- _GOAL OF THE EXERCISE_: From the data below, copy out every line in which the word "struct" occurs.

● ● ● ● ●

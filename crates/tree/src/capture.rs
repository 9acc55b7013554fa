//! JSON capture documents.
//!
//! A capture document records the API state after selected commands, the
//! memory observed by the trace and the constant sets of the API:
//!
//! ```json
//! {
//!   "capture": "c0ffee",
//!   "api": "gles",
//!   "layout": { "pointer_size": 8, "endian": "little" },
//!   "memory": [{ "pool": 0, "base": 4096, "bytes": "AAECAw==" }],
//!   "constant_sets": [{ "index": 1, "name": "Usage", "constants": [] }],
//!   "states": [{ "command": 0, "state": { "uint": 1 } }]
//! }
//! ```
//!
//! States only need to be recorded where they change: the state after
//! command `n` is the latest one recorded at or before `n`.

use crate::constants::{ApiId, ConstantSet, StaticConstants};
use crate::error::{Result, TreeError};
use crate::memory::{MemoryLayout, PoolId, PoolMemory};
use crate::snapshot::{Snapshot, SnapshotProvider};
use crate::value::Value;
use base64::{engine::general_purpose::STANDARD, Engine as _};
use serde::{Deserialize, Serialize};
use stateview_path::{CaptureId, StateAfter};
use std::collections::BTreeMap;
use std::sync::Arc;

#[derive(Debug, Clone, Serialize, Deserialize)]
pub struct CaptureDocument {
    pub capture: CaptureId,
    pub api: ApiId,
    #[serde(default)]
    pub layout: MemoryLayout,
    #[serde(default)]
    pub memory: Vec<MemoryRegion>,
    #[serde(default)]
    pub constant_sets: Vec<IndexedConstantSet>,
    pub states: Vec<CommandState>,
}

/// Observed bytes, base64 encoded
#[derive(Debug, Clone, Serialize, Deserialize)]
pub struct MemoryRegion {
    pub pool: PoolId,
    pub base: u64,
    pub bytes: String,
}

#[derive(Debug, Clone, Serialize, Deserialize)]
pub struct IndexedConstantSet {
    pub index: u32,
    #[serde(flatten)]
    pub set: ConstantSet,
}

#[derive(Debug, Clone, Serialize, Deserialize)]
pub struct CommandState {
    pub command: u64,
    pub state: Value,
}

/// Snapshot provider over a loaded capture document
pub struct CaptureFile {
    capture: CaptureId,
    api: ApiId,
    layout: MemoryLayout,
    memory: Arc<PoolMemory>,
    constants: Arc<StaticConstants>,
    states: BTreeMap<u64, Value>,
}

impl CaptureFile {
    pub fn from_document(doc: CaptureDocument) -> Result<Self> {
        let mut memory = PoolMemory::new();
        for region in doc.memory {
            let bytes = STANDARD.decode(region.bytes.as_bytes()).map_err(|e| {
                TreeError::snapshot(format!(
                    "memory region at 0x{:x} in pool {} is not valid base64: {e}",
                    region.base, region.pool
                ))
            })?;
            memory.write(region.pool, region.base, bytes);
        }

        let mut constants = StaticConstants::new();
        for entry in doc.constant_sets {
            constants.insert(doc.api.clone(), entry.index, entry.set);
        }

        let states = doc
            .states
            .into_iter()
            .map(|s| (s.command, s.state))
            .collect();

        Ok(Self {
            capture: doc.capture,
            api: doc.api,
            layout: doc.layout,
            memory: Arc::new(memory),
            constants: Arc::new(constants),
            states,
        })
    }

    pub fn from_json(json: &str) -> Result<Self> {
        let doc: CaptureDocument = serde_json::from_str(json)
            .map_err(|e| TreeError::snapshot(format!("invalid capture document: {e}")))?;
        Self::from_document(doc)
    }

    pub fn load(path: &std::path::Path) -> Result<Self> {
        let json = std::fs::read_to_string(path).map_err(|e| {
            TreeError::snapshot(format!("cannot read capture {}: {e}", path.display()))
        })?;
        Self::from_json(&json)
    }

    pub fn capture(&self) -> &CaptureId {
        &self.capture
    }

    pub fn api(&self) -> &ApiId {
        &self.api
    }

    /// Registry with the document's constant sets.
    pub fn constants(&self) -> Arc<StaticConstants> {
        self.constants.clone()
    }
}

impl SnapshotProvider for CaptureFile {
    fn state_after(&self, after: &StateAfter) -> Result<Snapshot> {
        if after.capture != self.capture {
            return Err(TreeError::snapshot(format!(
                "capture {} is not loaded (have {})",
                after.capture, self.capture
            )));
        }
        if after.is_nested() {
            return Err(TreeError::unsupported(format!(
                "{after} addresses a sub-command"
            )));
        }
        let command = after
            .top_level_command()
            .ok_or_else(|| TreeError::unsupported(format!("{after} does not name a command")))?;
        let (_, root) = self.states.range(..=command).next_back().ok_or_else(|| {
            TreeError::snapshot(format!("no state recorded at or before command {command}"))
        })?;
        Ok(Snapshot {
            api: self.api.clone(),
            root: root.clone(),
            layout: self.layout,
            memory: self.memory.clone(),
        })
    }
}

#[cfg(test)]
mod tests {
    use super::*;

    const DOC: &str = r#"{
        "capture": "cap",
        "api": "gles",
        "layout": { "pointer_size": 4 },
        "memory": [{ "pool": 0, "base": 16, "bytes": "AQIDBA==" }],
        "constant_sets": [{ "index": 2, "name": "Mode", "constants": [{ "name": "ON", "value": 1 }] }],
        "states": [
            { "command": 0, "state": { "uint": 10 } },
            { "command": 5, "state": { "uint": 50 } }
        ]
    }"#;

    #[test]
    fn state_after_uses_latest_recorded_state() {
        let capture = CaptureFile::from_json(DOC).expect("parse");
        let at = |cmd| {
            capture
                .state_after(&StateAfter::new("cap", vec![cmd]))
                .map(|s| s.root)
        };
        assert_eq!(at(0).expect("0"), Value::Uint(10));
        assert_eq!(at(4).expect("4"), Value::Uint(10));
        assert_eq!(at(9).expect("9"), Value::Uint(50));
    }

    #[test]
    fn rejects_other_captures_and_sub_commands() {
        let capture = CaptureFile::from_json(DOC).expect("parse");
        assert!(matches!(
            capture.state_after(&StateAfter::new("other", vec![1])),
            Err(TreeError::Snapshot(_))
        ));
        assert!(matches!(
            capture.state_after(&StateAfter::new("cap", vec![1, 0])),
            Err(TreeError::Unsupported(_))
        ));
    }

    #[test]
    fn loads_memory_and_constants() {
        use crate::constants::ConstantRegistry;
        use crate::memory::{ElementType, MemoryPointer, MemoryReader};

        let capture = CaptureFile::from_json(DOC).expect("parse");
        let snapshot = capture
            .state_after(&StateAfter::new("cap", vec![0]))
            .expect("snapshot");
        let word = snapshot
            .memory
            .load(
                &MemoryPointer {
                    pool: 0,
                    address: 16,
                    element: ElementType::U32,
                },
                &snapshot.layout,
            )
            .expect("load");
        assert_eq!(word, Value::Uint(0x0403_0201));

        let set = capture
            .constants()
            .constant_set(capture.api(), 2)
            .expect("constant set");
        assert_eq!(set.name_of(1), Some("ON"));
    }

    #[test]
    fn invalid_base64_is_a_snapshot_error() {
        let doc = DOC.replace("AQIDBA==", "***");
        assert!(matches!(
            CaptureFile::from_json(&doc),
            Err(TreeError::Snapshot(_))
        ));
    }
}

● ● ● ● ●

- _SOLUTION FOR THIS TASK_:
pub struct CaptureDocument {
pub struct MemoryRegion {
pub struct IndexedConstantSet {
pub struct CommandState {
pub struct CaptureFile {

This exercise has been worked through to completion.